Work instruction
Please count the lines in the data below that mention the word "false", then give only the total.

**** Provided data ****

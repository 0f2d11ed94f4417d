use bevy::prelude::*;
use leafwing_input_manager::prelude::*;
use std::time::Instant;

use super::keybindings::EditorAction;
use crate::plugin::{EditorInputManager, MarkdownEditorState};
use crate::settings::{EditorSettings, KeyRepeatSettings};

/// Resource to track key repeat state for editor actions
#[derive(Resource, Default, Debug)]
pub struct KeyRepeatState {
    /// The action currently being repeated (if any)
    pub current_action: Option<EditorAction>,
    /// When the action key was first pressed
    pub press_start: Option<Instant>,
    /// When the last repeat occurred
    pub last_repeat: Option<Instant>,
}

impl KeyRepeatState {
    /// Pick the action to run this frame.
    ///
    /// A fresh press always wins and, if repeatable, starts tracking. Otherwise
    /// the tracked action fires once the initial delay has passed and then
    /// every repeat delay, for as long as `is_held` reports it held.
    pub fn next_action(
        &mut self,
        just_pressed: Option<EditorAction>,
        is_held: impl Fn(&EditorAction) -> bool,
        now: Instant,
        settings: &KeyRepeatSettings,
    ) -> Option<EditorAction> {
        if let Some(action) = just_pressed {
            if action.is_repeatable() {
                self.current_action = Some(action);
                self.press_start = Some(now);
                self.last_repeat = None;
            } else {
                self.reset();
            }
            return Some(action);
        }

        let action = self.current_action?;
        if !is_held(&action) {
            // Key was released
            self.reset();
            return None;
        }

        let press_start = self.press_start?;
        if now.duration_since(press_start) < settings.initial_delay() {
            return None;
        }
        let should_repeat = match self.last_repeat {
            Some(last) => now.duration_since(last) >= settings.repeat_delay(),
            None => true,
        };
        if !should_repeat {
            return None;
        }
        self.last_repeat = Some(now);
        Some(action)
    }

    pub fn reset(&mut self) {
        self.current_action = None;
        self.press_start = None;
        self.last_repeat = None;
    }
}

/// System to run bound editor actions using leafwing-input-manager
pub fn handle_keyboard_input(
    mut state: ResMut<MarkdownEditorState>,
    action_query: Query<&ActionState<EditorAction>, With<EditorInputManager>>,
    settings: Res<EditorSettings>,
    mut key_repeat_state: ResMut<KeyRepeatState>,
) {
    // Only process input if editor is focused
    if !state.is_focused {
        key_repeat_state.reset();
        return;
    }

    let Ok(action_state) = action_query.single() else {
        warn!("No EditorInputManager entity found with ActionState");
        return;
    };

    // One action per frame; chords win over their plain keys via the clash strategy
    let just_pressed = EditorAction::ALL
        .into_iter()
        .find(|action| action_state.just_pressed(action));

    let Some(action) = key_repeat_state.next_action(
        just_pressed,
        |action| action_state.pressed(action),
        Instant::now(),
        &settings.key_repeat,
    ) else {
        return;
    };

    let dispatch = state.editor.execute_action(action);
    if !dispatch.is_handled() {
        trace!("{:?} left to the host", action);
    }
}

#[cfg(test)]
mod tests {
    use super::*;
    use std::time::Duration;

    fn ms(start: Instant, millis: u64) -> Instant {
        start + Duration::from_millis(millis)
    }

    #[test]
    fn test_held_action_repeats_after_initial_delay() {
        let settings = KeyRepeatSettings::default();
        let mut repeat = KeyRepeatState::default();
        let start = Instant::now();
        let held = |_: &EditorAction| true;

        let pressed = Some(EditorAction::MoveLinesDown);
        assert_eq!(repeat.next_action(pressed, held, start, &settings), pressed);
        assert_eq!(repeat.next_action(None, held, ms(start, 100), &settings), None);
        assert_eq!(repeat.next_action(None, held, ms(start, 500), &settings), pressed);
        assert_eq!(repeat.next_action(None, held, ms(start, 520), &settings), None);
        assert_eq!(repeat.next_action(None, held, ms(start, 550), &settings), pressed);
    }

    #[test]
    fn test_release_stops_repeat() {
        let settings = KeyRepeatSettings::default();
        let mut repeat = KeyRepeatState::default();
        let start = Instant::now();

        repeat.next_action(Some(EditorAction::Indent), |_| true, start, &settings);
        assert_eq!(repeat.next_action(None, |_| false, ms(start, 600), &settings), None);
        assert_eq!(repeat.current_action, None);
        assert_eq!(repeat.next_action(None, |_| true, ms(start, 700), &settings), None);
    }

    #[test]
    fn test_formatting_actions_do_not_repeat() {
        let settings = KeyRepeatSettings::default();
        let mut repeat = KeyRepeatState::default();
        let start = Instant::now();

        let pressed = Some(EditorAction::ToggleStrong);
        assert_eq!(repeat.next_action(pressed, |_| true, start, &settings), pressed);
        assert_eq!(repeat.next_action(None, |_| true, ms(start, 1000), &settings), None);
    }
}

****
**** Provided data ****

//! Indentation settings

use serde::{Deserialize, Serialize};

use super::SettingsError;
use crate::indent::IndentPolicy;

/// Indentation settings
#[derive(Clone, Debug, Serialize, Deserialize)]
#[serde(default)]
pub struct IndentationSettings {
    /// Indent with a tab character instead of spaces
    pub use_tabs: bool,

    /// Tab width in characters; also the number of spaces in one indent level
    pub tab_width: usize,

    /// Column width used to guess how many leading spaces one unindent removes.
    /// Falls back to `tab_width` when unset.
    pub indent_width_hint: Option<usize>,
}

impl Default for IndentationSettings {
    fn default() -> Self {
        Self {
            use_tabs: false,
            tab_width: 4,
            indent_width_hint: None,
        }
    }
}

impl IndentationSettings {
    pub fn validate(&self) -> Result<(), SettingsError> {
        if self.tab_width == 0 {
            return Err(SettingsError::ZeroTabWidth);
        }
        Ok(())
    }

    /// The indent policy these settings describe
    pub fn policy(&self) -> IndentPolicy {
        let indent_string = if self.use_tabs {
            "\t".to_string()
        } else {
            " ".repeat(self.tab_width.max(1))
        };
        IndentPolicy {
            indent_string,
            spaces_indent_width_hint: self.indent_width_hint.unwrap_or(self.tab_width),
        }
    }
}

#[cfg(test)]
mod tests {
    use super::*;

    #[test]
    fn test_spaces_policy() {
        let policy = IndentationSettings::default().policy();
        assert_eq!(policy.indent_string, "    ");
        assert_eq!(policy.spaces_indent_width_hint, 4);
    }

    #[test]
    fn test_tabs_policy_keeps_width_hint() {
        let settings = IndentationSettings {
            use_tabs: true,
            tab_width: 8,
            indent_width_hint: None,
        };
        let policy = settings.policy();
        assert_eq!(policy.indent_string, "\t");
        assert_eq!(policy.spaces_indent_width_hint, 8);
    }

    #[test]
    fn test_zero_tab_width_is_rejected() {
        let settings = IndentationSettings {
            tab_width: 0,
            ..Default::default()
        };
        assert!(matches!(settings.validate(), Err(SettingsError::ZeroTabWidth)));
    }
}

****
**** Provided data ****

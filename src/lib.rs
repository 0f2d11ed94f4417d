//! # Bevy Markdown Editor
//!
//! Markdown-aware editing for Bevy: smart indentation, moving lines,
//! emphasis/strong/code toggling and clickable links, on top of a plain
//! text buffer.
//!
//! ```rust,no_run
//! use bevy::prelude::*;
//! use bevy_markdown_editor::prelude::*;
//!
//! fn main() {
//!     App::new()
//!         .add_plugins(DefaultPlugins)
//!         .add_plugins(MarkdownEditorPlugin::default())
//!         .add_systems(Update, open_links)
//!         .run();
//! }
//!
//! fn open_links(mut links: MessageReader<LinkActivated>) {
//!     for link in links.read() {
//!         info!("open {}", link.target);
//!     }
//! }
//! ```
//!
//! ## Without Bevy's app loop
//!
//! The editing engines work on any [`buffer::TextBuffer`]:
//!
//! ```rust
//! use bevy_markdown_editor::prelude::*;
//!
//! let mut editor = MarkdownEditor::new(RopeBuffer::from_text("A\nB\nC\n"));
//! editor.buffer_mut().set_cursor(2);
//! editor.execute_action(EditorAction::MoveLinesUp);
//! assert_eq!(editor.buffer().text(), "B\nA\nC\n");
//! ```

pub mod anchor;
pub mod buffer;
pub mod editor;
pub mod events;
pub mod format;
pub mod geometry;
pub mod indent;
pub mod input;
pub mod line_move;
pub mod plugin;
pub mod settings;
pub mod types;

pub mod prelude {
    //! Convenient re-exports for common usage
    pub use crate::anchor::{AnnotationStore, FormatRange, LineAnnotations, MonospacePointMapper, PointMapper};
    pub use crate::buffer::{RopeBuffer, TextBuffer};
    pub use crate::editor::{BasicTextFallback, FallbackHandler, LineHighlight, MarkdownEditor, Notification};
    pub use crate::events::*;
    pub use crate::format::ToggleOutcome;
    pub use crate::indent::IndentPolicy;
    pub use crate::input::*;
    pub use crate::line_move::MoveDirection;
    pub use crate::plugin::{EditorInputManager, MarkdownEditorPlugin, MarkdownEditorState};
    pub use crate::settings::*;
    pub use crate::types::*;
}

****

Solution for this exercise
2